▶ **Records to process**
_ _ _ _
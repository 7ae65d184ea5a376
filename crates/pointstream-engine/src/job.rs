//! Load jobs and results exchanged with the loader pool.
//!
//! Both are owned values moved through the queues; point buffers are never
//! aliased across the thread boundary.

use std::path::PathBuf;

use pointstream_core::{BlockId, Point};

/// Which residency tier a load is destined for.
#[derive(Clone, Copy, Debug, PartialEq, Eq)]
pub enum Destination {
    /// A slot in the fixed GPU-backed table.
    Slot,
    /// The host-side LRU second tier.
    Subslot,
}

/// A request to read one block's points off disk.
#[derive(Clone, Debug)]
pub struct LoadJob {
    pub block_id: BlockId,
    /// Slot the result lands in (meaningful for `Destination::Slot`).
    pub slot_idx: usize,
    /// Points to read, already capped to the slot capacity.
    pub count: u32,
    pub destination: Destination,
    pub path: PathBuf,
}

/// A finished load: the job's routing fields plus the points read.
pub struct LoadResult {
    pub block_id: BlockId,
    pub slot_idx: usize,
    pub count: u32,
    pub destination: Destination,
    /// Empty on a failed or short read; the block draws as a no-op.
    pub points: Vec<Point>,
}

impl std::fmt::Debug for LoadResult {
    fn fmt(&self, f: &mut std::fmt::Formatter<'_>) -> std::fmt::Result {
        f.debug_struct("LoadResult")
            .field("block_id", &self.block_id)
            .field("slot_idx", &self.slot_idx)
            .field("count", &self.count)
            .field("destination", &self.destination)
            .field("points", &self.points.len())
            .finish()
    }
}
_ _ _ _
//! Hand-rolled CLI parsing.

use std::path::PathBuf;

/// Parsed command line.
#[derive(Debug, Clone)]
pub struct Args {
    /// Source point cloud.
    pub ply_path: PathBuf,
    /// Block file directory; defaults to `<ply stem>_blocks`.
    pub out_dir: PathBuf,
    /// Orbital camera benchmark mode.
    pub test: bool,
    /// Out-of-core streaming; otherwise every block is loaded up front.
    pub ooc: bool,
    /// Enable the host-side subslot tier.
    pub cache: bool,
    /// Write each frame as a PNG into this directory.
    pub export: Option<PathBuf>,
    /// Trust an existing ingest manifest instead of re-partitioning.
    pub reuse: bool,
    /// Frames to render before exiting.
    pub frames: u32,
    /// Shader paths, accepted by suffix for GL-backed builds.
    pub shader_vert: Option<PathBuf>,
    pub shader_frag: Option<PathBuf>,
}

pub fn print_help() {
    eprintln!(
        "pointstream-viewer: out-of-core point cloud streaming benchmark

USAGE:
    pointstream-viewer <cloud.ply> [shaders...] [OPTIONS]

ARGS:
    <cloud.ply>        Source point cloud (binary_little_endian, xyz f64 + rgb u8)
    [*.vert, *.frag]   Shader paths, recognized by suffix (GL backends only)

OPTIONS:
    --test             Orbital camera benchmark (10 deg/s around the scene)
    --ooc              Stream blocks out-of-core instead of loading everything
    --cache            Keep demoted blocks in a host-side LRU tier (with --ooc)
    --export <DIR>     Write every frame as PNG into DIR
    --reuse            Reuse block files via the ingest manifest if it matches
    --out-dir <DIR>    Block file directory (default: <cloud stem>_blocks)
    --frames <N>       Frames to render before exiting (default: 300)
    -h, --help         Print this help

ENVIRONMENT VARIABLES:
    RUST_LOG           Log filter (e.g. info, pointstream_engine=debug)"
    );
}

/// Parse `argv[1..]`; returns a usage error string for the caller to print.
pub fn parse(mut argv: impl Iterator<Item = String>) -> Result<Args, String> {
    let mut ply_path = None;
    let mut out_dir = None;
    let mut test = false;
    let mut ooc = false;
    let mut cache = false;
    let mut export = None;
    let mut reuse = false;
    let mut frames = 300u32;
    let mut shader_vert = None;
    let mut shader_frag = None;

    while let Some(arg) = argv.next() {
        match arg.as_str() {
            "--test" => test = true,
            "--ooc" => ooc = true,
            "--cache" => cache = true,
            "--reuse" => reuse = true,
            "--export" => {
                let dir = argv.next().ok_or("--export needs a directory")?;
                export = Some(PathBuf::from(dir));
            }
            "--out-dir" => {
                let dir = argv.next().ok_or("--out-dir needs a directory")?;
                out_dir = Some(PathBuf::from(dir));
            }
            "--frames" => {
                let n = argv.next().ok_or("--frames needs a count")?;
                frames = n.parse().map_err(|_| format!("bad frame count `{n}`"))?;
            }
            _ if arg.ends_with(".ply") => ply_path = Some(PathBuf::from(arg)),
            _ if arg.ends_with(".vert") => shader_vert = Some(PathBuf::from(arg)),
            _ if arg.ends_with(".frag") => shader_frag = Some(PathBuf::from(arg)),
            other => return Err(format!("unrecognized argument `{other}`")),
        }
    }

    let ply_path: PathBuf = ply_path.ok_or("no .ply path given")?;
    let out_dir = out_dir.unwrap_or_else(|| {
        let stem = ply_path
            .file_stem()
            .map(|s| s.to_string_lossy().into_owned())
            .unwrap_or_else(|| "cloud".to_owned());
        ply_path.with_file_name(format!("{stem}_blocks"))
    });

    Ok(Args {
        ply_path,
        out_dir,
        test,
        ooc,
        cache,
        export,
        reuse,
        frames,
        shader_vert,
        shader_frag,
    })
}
_ _ _ _
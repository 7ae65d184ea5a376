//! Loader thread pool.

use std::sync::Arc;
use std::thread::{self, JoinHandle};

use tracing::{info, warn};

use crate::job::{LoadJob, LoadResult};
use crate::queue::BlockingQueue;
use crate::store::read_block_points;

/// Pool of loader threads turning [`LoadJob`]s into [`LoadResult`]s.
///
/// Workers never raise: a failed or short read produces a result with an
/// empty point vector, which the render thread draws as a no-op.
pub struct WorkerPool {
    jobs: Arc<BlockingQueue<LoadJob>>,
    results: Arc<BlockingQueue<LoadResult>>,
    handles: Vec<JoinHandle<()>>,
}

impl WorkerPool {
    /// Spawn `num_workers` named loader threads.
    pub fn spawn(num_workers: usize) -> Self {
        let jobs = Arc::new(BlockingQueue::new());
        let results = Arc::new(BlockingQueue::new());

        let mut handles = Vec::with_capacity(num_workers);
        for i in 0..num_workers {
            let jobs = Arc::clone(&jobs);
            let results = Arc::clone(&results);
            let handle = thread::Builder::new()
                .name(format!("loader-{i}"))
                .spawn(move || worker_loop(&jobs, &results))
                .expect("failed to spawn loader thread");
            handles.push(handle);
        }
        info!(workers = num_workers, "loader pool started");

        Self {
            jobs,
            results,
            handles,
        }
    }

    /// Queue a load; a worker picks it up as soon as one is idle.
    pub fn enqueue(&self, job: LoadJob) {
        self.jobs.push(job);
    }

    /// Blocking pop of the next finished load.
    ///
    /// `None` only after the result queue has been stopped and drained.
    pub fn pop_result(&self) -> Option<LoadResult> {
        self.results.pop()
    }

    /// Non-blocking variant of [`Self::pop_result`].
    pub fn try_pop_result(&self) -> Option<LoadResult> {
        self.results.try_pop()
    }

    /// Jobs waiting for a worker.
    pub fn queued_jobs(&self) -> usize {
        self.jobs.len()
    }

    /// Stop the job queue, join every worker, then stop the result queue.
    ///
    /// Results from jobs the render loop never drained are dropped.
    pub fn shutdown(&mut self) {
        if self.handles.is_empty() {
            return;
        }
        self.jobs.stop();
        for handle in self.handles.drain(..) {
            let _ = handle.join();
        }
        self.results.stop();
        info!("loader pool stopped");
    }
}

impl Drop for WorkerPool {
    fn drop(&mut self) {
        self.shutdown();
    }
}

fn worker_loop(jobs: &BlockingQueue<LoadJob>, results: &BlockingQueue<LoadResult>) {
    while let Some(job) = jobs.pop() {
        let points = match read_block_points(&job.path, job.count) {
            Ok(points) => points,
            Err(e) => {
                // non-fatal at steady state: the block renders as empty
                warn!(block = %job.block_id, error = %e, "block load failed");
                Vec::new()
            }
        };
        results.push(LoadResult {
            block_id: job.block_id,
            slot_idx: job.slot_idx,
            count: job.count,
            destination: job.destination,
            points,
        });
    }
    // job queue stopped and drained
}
_ _ _ _
▶ **Task statement**
Lines with "true" in the listing above: count them and give the total, nothing else.

▶ **Expected answer**
4